Invented by Deepak S. Vembar, Atsuo Kuwahara, Chandrasekaran Sakthivel, Radhakrishnan Venkataraman, Brent E. Insko, Anupreet S. Kalra, Hugues Labbe, Altug Koker, Michael Apodaca, Kai Xiao, Jeffery S. Boles, Adam T. Lake, David M. Cimini, Balaji Vembu, Elmoustapha Ould-Ahmed-Vall, Jacek Kwiatkowski, Philip R. Laws, Ankur N. Shah, Abhishek R. Appu, Joydeep Ray, Wenyin Fu, Nikos Kaburlasos, Prasoonkumar Surti, Bhushan M. Borole, Intel Corp
The Intel Corp invention works as followsAn embodiment may include a processor and memory communicatively connected to the processor. A collaboration engine communicatively attached to the processor can identify a shared graphic component between two users in an environment and share the shared components with the users. The collaboration engine can include a variety of components, including a centralized or depth sharer as well as a shared preprocessor. “Other embodiments are disclosed, and claims.
Background for Collaborative Multi-User Virtual Reality
Current parallel graphic data processing includes methods and systems developed to perform specific operations such as linear interpolation. tessellation. rasterization. texture mapping. depth testing. Graphics processors traditionally used fixed-function computational units to process graphics. However, in recent years, some portions of graphics processing processors were made programmable. This allows them to support a greater variety of operations when processing vertex or fragment data. Graphics processors can be used for various VR applications.
In the following description, many specific details are provided to give a better understanding of the invention. One skilled in the art will understand that the invention can be implemented without any of these details. Other times, well-known features are not described to avoid confusing the present invention.
FIG. “FIG. A processing subsystem 101 is included in the computing system 100. It includes one or more processors 102 and a system storage 104. They communicate via an interconnection path, which may include a memory hub (105). The memory hub 105 can be either a separate component of a chipset or integrated into the processor(s) 102. Through a communication link 106, the memory hub 105 can be connected to an I/O system 111. I/O subsystem 111 also includes an I/O hub 107 which can allow the computing system 100 receive input from one or multiple input devices (108).
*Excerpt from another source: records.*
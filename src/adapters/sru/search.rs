//! Paginated search against the registry
//!
//! Pages are requested sequentially with a 1-based `startRecord` that advances by
//! the page size. Pagination ends on the first failing request, an unparseable
//! page, an empty page, or a page shorter than the page size. Everything
//! accumulated before the stop is kept.

use super::client::DocumentFetcher;
use super::models::parse_search_page;
use crate::config::ApiConfig;
use crate::core::extract::RecordExtractor;
use crate::domain::GeoRecord;
use chrono::NaiveDateTime;
use std::fmt;
use std::sync::Arc;

/// Why pagination stopped
#[derive(Debug, Clone, PartialEq, Eq)]
pub enum StopReason {
    /// A page came back with no records
    Exhausted,
    /// A page held fewer records than requested
    ShortPage,
    /// A request failed (transport or non-success status)
    RequestFailed(String),
    /// A page body could not be parsed
    MalformedPage(String),
}

impl fmt::Display for StopReason {
    fn fmt(&self, f: &mut fmt::Formatter<'_>) -> fmt::Result {
        match self {
            StopReason::Exhausted => write!(f, "empty page"),
            StopReason::ShortPage => write!(f, "short page"),
            StopReason::RequestFailed(e) => write!(f, "request failed: {e}"),
            StopReason::MalformedPage(e) => write!(f, "malformed page: {e}"),
        }
    }
}

/// Result of a paginated fetch
#[derive(Debug)]
pub struct FetchOutcome {
    /// Geo-records in page order, then document order within a page
    pub records: Vec<GeoRecord>,
    /// Number of `sru:record` elements seen
    pub source_records: usize,
    /// Number of page requests issued
    pub pages: usize,
    /// Why the loop ended
    pub stop_reason: StopReason,
}

/// Search client for the `officielepublicaties` product area
pub struct SearchClient {
    fetcher: Arc<dyn DocumentFetcher>,
    endpoint: String,
    product_area: String,
    page_size: usize,
    extractor: RecordExtractor,
}

impl SearchClient {
    /// Create a search client from the API configuration
    pub fn new(fetcher: Arc<dyn DocumentFetcher>, config: &ApiConfig) -> Self {
        Self {
            fetcher,
            endpoint: config.endpoint.clone(),
            product_area: config.product_area.clone(),
            page_size: config.page_size.max(1),
            extractor: RecordExtractor::new(config.endpoint.clone()),
        }
    }

    /// CQL query for records modified in the window, at day granularity
    pub fn build_query(&self, start: NaiveDateTime, end: NaiveDateTime) -> String {
        format!(
            "(c.product-area=={} AND dt.modified>={} AND dt.modified<={})",
            self.product_area,
            start.format("%Y-%m-%d"),
            end.format("%Y-%m-%d")
        )
    }

    /// Fetch every record modified between `start` and `end` (inclusive)
    ///
    /// Never fails: errors end pagination and are reported in
    /// [`FetchOutcome::stop_reason`].
    pub async fn fetch_since(&self, start: NaiveDateTime, end: NaiveDateTime) -> FetchOutcome {
        let query = self.build_query(start, end);
        let mut start_record = 1usize;
        let mut outcome = FetchOutcome {
            records: Vec::new(),
            source_records: 0,
            pages: 0,
            stop_reason: StopReason::Exhausted,
        };

        loop {
            let params = [
                ("query", query.clone()),
                ("startRecord", start_record.to_string()),
                ("maximumRecords", self.page_size.to_string()),
            ];

            outcome.pages += 1;
            let body = match self.fetcher.fetch(&self.endpoint, &params).await {
                Ok(body) => body,
                Err(e) => {
                    tracing::warn!(start_record, error = %e, "Search request failed, ending pagination");
                    outcome.stop_reason = StopReason::RequestFailed(e.to_string());
                    break;
                }
            };

            let page = match parse_search_page(&body, &self.extractor) {
                Ok(page) => page,
                Err(e) => {
                    tracing::warn!(start_record, error = %e, "Unparseable search page, ending pagination");
                    outcome.stop_reason = StopReason::MalformedPage(e.to_string());
                    break;
                }
            };

            tracing::debug!(
                start_record,
                source_records = page.source_records,
                geo_records = page.records.len(),
                "Fetched page"
            );

            outcome.source_records += page.source_records;
            outcome.records.extend(page.records);

            if page.source_records == 0 {
                outcome.stop_reason = StopReason::Exhausted;
                break;
            }
            if page.source_records < self.page_size {
                outcome.stop_reason = StopReason::ShortPage;
                break;
            }

            start_record += self.page_size;
        }

        outcome
    }
}
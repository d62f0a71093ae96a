//! Decode, classify and filter geo-records into layer buckets
//!
//! Records move through four gates in order: WKT decoding, layer classification,
//! the optional OGC validity check, and the strict "within" test against the
//! bounding area. A record failing any gate is dropped and counted; nothing here
//! is fatal.

use crate::domain::geometry::{classify, decode_wkt, is_valid, BoundingArea};
use crate::domain::{ClassifiedRecord, GeoRecord, GeometryKind};
use serde::Serialize;

/// Records per target layer
#[derive(Debug, Default)]
pub struct Buckets {
    /// Point geometries
    pub points: Vec<ClassifiedRecord>,
    /// (Multi)LineString geometries
    pub lines: Vec<ClassifiedRecord>,
    /// (Multi)Polygon geometries
    pub polygons: Vec<ClassifiedRecord>,
}

impl Buckets {
    /// Records of one layer
    pub fn get(&self, kind: GeometryKind) -> &[ClassifiedRecord] {
        match kind {
            GeometryKind::Point => &self.points,
            GeometryKind::Line => &self.lines,
            GeometryKind::Polygon => &self.polygons,
        }
    }

    fn get_mut(&mut self, kind: GeometryKind) -> &mut Vec<ClassifiedRecord> {
        match kind {
            GeometryKind::Point => &mut self.points,
            GeometryKind::Line => &mut self.lines,
            GeometryKind::Polygon => &mut self.polygons,
        }
    }

    /// Total number of records across layers
    pub fn len(&self) -> usize {
        self.points.len() + self.lines.len() + self.polygons.len()
    }

    /// Whether every layer is empty
    pub fn is_empty(&self) -> bool {
        self.len() == 0
    }

    /// Mutable access to every record's geo-record, for enrichment
    pub fn records_mut(&mut self) -> impl Iterator<Item = &mut GeoRecord> {
        self.points
            .iter_mut()
            .chain(self.lines.iter_mut())
            .chain(self.polygons.iter_mut())
            .map(|classified| &mut classified.record)
    }

    /// Every geo-record across layers
    pub fn records(&self) -> impl Iterator<Item = &GeoRecord> {
        self.points
            .iter()
            .chain(self.lines.iter())
            .chain(self.polygons.iter())
            .map(|classified| &classified.record)
    }
}

/// Counts of records dropped at each gate
#[derive(Debug, Clone, Copy, Default, PartialEq, Eq, Serialize)]
pub struct PartitionStats {
    /// Geometry text missing or not decodable
    pub decode_failures: usize,
    /// Decoded to a kind no layer accepts
    pub unclassified: usize,
    /// Failed the validity check
    pub invalid: usize,
    /// Not strictly within the bounding area
    pub out_of_bounds: usize,
}

/// Partitioning rules
pub struct Partitioner<'a> {
    bounds: &'a BoundingArea,
    drop_invalid: bool,
}

impl<'a> Partitioner<'a> {
    /// Create a partitioner for a bounding area
    pub fn new(bounds: &'a BoundingArea, drop_invalid: bool) -> Self {
        Self {
            bounds,
            drop_invalid,
        }
    }

    /// Sort records into layer buckets, preserving input order within a layer
    pub fn partition(&self, records: Vec<GeoRecord>) -> (Buckets, PartitionStats) {
        let mut buckets = Buckets::default();
        let mut stats = PartitionStats::default();

        for record in records {
            let decoded = match record.geometry.as_deref().map(decode_wkt) {
                Some(Ok(geometry)) => geometry,
                Some(Err(e)) => {
                    tracing::debug!(identifier = ?record.identifier(), error = %e, "Dropping undecodable geometry");
                    stats.decode_failures += 1;
                    continue;
                }
                None => {
                    tracing::debug!(identifier = ?record.identifier(), "Dropping record without geometry");
                    stats.decode_failures += 1;
                    continue;
                }
            };

            let Some(kind) = classify(&decoded) else {
                stats.unclassified += 1;
                continue;
            };

            if self.drop_invalid && !is_valid(&decoded) {
                tracing::debug!(identifier = ?record.identifier(), layer = %kind, "Dropping invalid geometry");
                stats.invalid += 1;
                continue;
            }

            if !self.bounds.contains(&decoded) {
                stats.out_of_bounds += 1;
                continue;
            }

            buckets.get_mut(kind).push(ClassifiedRecord {
                record,
                geometry: decoded,
                kind,
            });
        }

        if stats.decode_failures > 0 || stats.invalid > 0 {
            tracing::warn!(
                decode_failures = stats.decode_failures,
                invalid = stats.invalid,
                "Dropped geometries that could not be used"
            );
        }

        (buckets, stats)
    }
}
//! PostGIS implementation of [`GeoStore`]

use super::client::PostGisClient;
use super::sql;
use crate::adapters::database::traits::GeoStore;
use crate::config::DatabaseConfig;
use crate::domain::{ClassifiedRecord, GeometryKind, RecordField, Result};
use async_trait::async_trait;
use chrono::NaiveDate;
use tokio_postgres::types::ToSql;

/// Layer tables in a PostGIS schema
pub struct PostGisStore {
    client: PostGisClient,
    schema: String,
    tables: [(GeometryKind, String); 3],
}

impl PostGisStore {
    /// Create a store over the configured schema and layer tables
    pub fn new(client: PostGisClient, config: &DatabaseConfig) -> Self {
        let tables = GeometryKind::ALL.map(|kind| (kind, config.table_for(kind).to_string()));
        Self {
            client,
            schema: config.schema.clone(),
            tables,
        }
    }

    fn table(&self, kind: GeometryKind) -> &str {
        self.tables
            .iter()
            .find(|(k, _)| *k == kind)
            .map(|(_, table)| table.as_str())
            .unwrap_or_default()
    }
}

#[async_trait]
impl GeoStore for PostGisStore {
    async fn test_connection(&self) -> Result<()> {
        self.client.test_connection().await
    }

    fn table_name(&self, kind: GeometryKind) -> String {
        format!("{}.{}", self.schema, self.table(kind))
    }

    async fn table_exists(&self, kind: GeometryKind) -> Result<bool> {
        let client = self.client.get_connection().await?;
        let row = client
            .query_one(sql::table_exists(), &[&self.schema, &self.table(kind)])
            .await?;
        Ok(row.get(0))
    }

    async fn max_modified(&self, kind: GeometryKind) -> Result<Option<NaiveDate>> {
        if !self.table_exists(kind).await? {
            tracing::info!(table = %self.table_name(kind), "Table does not exist, skipping");
            return Ok(None);
        }

        let client = self.client.get_connection().await?;
        let row = client
            .query_one(&sql::max_modified(&self.schema, self.table(kind)), &[])
            .await?;
        Ok(row.get::<_, Option<NaiveDate>>(0))
    }

    async fn delete_modified_on(&self, date: NaiveDate) -> Result<u64> {
        let mut client = self.client.get_connection().await?;
        let tx = client.transaction().await?;

        let mut deleted = 0u64;
        for (kind, table) in &self.tables {
            let exists: bool = tx
                .query_one(sql::table_exists(), &[&self.schema, table])
                .await?
                .get(0);
            if !exists {
                continue;
            }

            let rows = tx
                .execute(&sql::delete_modified_on(&self.schema, table), &[&date])
                .await?;
            tracing::debug!(layer = %kind, table = %table, rows, "Deleted boundary rows");
            deleted += rows;
        }

        tx.commit().await?;
        Ok(deleted)
    }

    async fn append(&self, kind: GeometryKind, rows: &[ClassifiedRecord]) -> Result<u64> {
        if rows.is_empty() {
            return Ok(0);
        }

        let table = self.table(kind);
        let mut client = self.client.get_connection().await?;
        let tx = client.transaction().await?;

        tx.batch_execute(&format!(
            "{}; {}",
            sql::create_schema(&self.schema),
            sql::create_table(&self.schema, table)
        ))
        .await?;

        let statement = tx.prepare(&sql::insert(&self.schema, table)).await?;

        let mut inserted = 0u64;
        for row in rows {
            let fields: Vec<Option<&str>> = row.record.fields.iter().map(|(_, v)| v).collect();
            let modified = row.record.fields.modified_date();
            let derived = row.record.derived_values();
            let geometry = row.geometry_wkt();

            let mut params: Vec<&(dyn ToSql + Sync)> = Vec::with_capacity(fields.len() + 7);
            for (field, value) in RecordField::ALL.iter().zip(&fields) {
                if *field == RecordField::Modified {
                    params.push(&modified);
                } else {
                    params.push(value);
                }
            }
            for value in &derived {
                params.push(value);
            }
            params.push(&geometry);

            inserted += tx.execute(&statement, &params).await?;
        }

        tx.commit().await?;
        tracing::debug!(layer = %kind, table = %table, inserted, "Appended rows");
        Ok(inserted)
    }
}
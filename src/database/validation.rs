use std::collections::HashSet;

use crate::{
    config::Limits,
    constants::{MAX_EMAIL_LENGTH, MAX_USERNAME_LENGTH},
};

use super::{error::ValidationError, schema::RecipeInput};

/// Checks a recipe write model before anything touches the database.
///
/// Rules run in a fixed order so the first violation reported is stable:
/// ingredients present, ingredients unique, amounts in range, tags present,
/// tags unique, cooking time in range, then the name.
pub fn validate_recipe(input: &RecipeInput, limits: &Limits) -> Result<(), ValidationError> {
    if input.ingredients.is_empty() {
        return Err(ValidationError::IngredientsRequired);
    }

    let mut seen = HashSet::new();
    if let Some(part) = input.ingredients.iter().find(|part| !seen.insert(part.id)) {
        return Err(ValidationError::DuplicateIngredient(part.id));
    }

    if let Some(part) = input
        .ingredients
        .iter()
        .find(|part| !limits.amount.contains(&part.amount))
    {
        return Err(ValidationError::InvalidAmount(part.id));
    }

    if input.tags.is_empty() {
        return Err(ValidationError::TagsRequired);
    }

    let mut seen = HashSet::new();
    if let Some(tag) = input.tags.iter().find(|tag| !seen.insert(**tag)) {
        return Err(ValidationError::DuplicateTag(*tag));
    }

    if !limits.cooking_time.contains(&input.cooking_time) {
        return Err(ValidationError::InvalidCookingTime);
    }

    validate_name(&input.name, limits.max_name_length)
}

pub fn validate_name(name: &str, max_length: usize) -> Result<(), ValidationError> {
    let name = name.trim();
    if name.is_empty() || name.chars().count() > max_length {
        return Err(ValidationError::InvalidName);
    }
    Ok(())
}

/// Letters, digits and `@ . + - _`, at most 150 characters.
pub fn validate_username(username: &str) -> Result<(), ValidationError> {
    let valid = !username.is_empty()
        && username.chars().count() <= MAX_USERNAME_LENGTH
        && username
            .chars()
            .all(|c| c.is_alphanumeric() || matches!(c, '_' | '.' | '@' | '+' | '-'));

    if !valid {
        return Err(ValidationError::InvalidUsername);
    }
    Ok(())
}

pub fn validate_email(email: &str) -> Result<(), ValidationError> {
    let valid = email.len() <= MAX_EMAIL_LENGTH
        && !email.chars().any(char::is_whitespace)
        && match email.split_once('@') {
            Some((local, domain)) => {
                !local.is_empty() && !domain.is_empty() && !domain.contains('@')
            }
            None => false,
        };

    if !valid {
        return Err(ValidationError::InvalidEmail);
    }
    Ok(())
}

/// `#RRGGBB`
pub fn validate_color(color: &str) -> Result<(), ValidationError> {
    let valid = match color.strip_prefix('#') {
        Some(hex) => hex.len() == 6 && hex.chars().all(|c| c.is_ascii_hexdigit()),
        None => false,
    };

    if !valid {
        return Err(ValidationError::InvalidColor);
    }
    Ok(())
}

pub fn validate_slug(slug: &str) -> Result<(), ValidationError> {
    let valid = !slug.is_empty()
        && slug
            .chars()
            .all(|c| c.is_ascii_alphanumeric() || c == '-' || c == '_');

    if !valid {
        return Err(ValidationError::InvalidSlug);
    }
    Ok(())
}
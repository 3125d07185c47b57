use std::{collections::HashMap, str::FromStr};

use serde_json::Value;

use crate::config::Pagination;

use super::{
    error::{Error, ValidationError},
    pagination::PageRequest,
    schema::RecipeFilter,
};

pub type FormData = HashMap<String, Value>;

/// Typed access to query or form parameters.
pub struct Form {
    inner: HashMap<String, Value>,
}

impl Form {
    pub fn from_data(data: FormData) -> Self {
        Self { inner: data }
    }

    pub fn from_query(query: HashMap<String, String>) -> Self {
        Self {
            inner: query
                .into_iter()
                .map(|(k, v)| (k, Value::String(v)))
                .collect(),
        }
    }

    pub fn get_number<T>(&self, key: &str) -> Result<Option<T>, Error>
    where
        T: FromStr,
    {
        match self.inner.get(key) {
            Some(Value::Number(n)) => n
                .to_string()
                .parse()
                .map(Some)
                .map_err(|_e| invalid(key)),
            Some(Value::String(v)) if v.trim().is_empty() => Ok(None),
            Some(Value::String(v)) => v.trim().parse().map(Some).map_err(|_e| invalid(key)),
            Some(Value::Null) | None => Ok(None),
            Some(_) => Err(invalid(key)),
        }
    }

    pub fn get_str(&self, key: &str) -> Result<Option<String>, Error> {
        match self.inner.get(key) {
            Some(Value::String(v)) => Ok(Some(v.to_string())),
            Some(Value::Null) | None => Ok(None),
            Some(_) => Err(invalid(key)),
        }
    }

    /// Accepts `1`/`0`, `true`/`false` and JSON booleans; absent means false.
    pub fn get_flag(&self, key: &str) -> Result<bool, Error> {
        match self.inner.get(key) {
            Some(Value::Bool(v)) => Ok(*v),
            Some(Value::Number(n)) => Ok(n.as_i64().unwrap_or(0) != 0),
            Some(Value::String(v)) => match v.trim().to_lowercase().as_str() {
                "1" | "true" => Ok(true),
                "0" | "false" | "" => Ok(false),
                _ => Err(invalid(key)),
            },
            Some(Value::Null) | None => Ok(false),
            Some(_) => Err(invalid(key)),
        }
    }

    /// Accepts a JSON array of strings or a comma separated string.
    pub fn get_list(&self, key: &str) -> Result<Vec<String>, Error> {
        match self.inner.get(key) {
            Some(Value::Array(values)) => values
                .iter()
                .map(|value| {
                    value
                        .as_str()
                        .map(|v| v.to_string())
                        .ok_or_else(|| invalid(key))
                })
                .collect(),
            Some(Value::String(v)) => Ok(v
                .split(',')
                .map(|part| part.trim())
                .filter(|part| !part.is_empty())
                .map(|part| part.to_string())
                .collect()),
            Some(Value::Null) | None => Ok(vec![]),
            Some(_) => Err(invalid(key)),
        }
    }

    pub fn page_request(&self, settings: &Pagination) -> Result<PageRequest, Error> {
        let request = PageRequest::new(
            self.get_number("page")?,
            self.get_number("limit")?,
            settings,
        );
        if request.checked_offset().is_none() {
            return Err(invalid("page"));
        }

        Ok(request)
    }

    pub fn recipes_limit(&self) -> Result<Option<usize>, Error> {
        self.get_number("recipes_limit")
    }

    pub fn recipe_filter(&self) -> Result<RecipeFilter, Error> {
        Ok(RecipeFilter {
            tags: self.get_list("tags")?,
            author: self.get_number("author")?,
            is_favorited: self.get_flag("is_favorited")?,
            is_in_shopping_cart: self.get_flag("is_in_shopping_cart")?,
        })
    }
}

fn invalid(key: &str) -> Error {
    ValidationError::InvalidParameter(key.to_string()).into()
}

#[cfg(test)]
mod tests {
    use serde_json::json;

    use super::*;

    fn query(pairs: &[(&str, &str)]) -> Form {
        Form::from_query(
            pairs
                .iter()
                .map(|(k, v)| (k.to_string(), v.to_string()))
                .collect(),
        )
    }

    #[test]
    fn recipe_filter_from_query() {
        let form = query(&[
            ("tags", "breakfast, lunch"),
            ("author", "4"),
            ("is_favorited", "1"),
        ]);
        let filter = form.recipe_filter().unwrap();

        assert_eq!(filter.tags, vec!["breakfast", "lunch"]);
        assert_eq!(filter.author, Some(4));
        assert!(filter.is_favorited);
        assert!(!filter.is_in_shopping_cart);
    }

    #[test]
    fn recipe_filter_from_json() {
        let mut data = FormData::new();
        data.insert(String::from("tags"), json!(["dinner"]));
        data.insert(String::from("is_in_shopping_cart"), json!(true));
        data.insert(String::from("author"), json!(2));
        let filter = Form::from_data(data).recipe_filter().unwrap();

        assert_eq!(filter.tags, vec!["dinner"]);
        assert_eq!(filter.author, Some(2));
        assert!(filter.is_in_shopping_cart);
    }

    #[test]
    fn empty_query_is_default_filter() {
        assert_eq!(query(&[]).recipe_filter().unwrap(), RecipeFilter::default());
    }

    #[test]
    fn invalid_values_name_the_parameter() {
        let err = query(&[("author", "me")]).recipe_filter().unwrap_err();
        match err {
            Error::Validation(e) => assert_eq!(e.field(), "author"),
            e => panic!("unexpected error {e:?}"),
        }

        assert!(query(&[("is_favorited", "maybe")]).recipe_filter().is_err());
    }

    #[test]
    fn page_request_and_recipes_limit() {
        let form = query(&[("page", "2"), ("limit", "50"), ("recipes_limit", "3")]);
        let request = form.page_request(&Pagination::default()).unwrap();

        assert_eq!(request, PageRequest { page: 2, limit: 10 });
        assert_eq!(form.recipes_limit().unwrap(), Some(3));
        assert_eq!(query(&[]).recipes_limit().unwrap(), None);
        assert!(query(&[("recipes_limit", "-1")]).recipes_limit().is_err());
    }

    #[test]
    fn unreachable_page_is_rejected() {
        let max = i64::MAX.to_string();
        let err = query(&[("page", max.as_str())])
            .page_request(&Pagination::default())
            .unwrap_err();
        match err {
            Error::Validation(e) => assert_eq!(e.field(), "page"),
            e => panic!("unexpected error {e:?}"),
        }

        // the largest page whose offset still fits
        let last = (i64::MAX / 6 + 1).to_string();
        let request = query(&[("page", last.as_str()), ("limit", "6")])
            .page_request(&Pagination::default())
            .unwrap();
        assert_eq!(request.offset(), (i64::MAX / 6) * 6);
    }
}
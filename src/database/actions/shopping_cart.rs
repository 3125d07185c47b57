use log::debug;
use sqlx::{Pool, Postgres};

use crate::{
    authentication::permissions::ActionType,
    error::Error,
    session::SessionData,
    shopping_list::{aggregate, CartIngredient, ShoppingList},
};

use super::users::find_profile;

/// Every ingredient row of every recipe in the user's cart, unsummed.
pub async fn list_cart_ingredients(
    user_id: i32,
    pool: &Pool<Postgres>,
) -> Result<Vec<CartIngredient>, Error> {
    let rows: Vec<CartIngredient> = sqlx::query_as(
        "
        SELECT i.name, i.measurement_unit, ri.amount
        FROM shopping_cart sc
        INNER JOIN recipe_ingredients ri ON ri.recipe_id = sc.recipe_id
        INNER JOIN ingredients i ON i.id = ri.ingredient_id
        WHERE sc.user_id = $1
    ",
    )
    .bind(user_id)
    .fetch_all(pool)
    .await?;

    Ok(rows)
}

/// Sums the caller's cart into a shopping list. An empty cart is an error.
pub async fn build_shopping_list(
    session: &SessionData,
    pool: &Pool<Postgres>,
) -> Result<ShoppingList, Error> {
    session.authenticate(ActionType::ManageOwnShoppingCart)?;

    let owner = find_profile(session.user_id, pool).await?;
    let rows = list_cart_ingredients(session.user_id, pool).await?;
    debug!(
        "Building shopping list of user {} from {} rows",
        session.user_id,
        rows.len()
    );

    ShoppingList::new(&owner, aggregate(rows))
}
The I/O hub (107) can also enable a display controller to be connected to the processor(s). 102 to provide outputs to the display device(s). 110A. One embodiment of the I/O hub107 and one or more display devices 110A can be combined with an embedded, local, or internal display device.
In one embodiment, the processing subsystem 100 includes one or multiple parallel processors 112 coupled with memory hub 105 by a bus or another communication link 113. Communication link 113 can be any of a number of standard-based communication technologies or protocols such as PCI Express or vendor-specific communications interfaces or communications fabrics. In one embodiment, the one or multiple parallel processors 112 form a computingly focused parallel or a vector processing system. This may include a large amount of processing cores or clusters such as a multi-integrated core (MIC). In one embodiment, the one-or-more parallel processor(s 112) form a graphics subsystem which can output pixels via the I/O hub 107 to the one (or more) display device(s 110A. The one or multiple parallel processors 112 may also include a display interface and controller (not shown), allowing a direct connection with one or several display devices 110B.
In the I/O subsystem 112, a system storage device 114 can be connected to the I/O hub107 to provide a storage system for computing system 100. An I/O switch (116) can be used as an interface mechanism to allow connections between I/O hub107 and other components. This includes a network adapter/wireless network adapter (118/119), which may be integrated into platform, and many other devices that can added via add-in devices 120. The network adapter (118) can be either an Ethernet adapter, or another wired networking adapter. Wireless network adapter 119 may include one or several of Wi-Fi, Bluetooth or near field communication (NFC) devices or any other network device that includes one, or more, wireless radios.
The computing system 100 may include additional components that are not shown. These could include USB or other ports connections, optical storage drives and video capture devices. The communication paths connecting the components of FIG. 1. may be implemented using any of the suitable protocols, including PCI (Peripheral Complement Interconnect) based protocols (e.g. PCI-Express) or any other bus/point-to-point communication interfaces or protocols(s), like the NV Link high-speed interconnect or interconnect protocols that are known in the art.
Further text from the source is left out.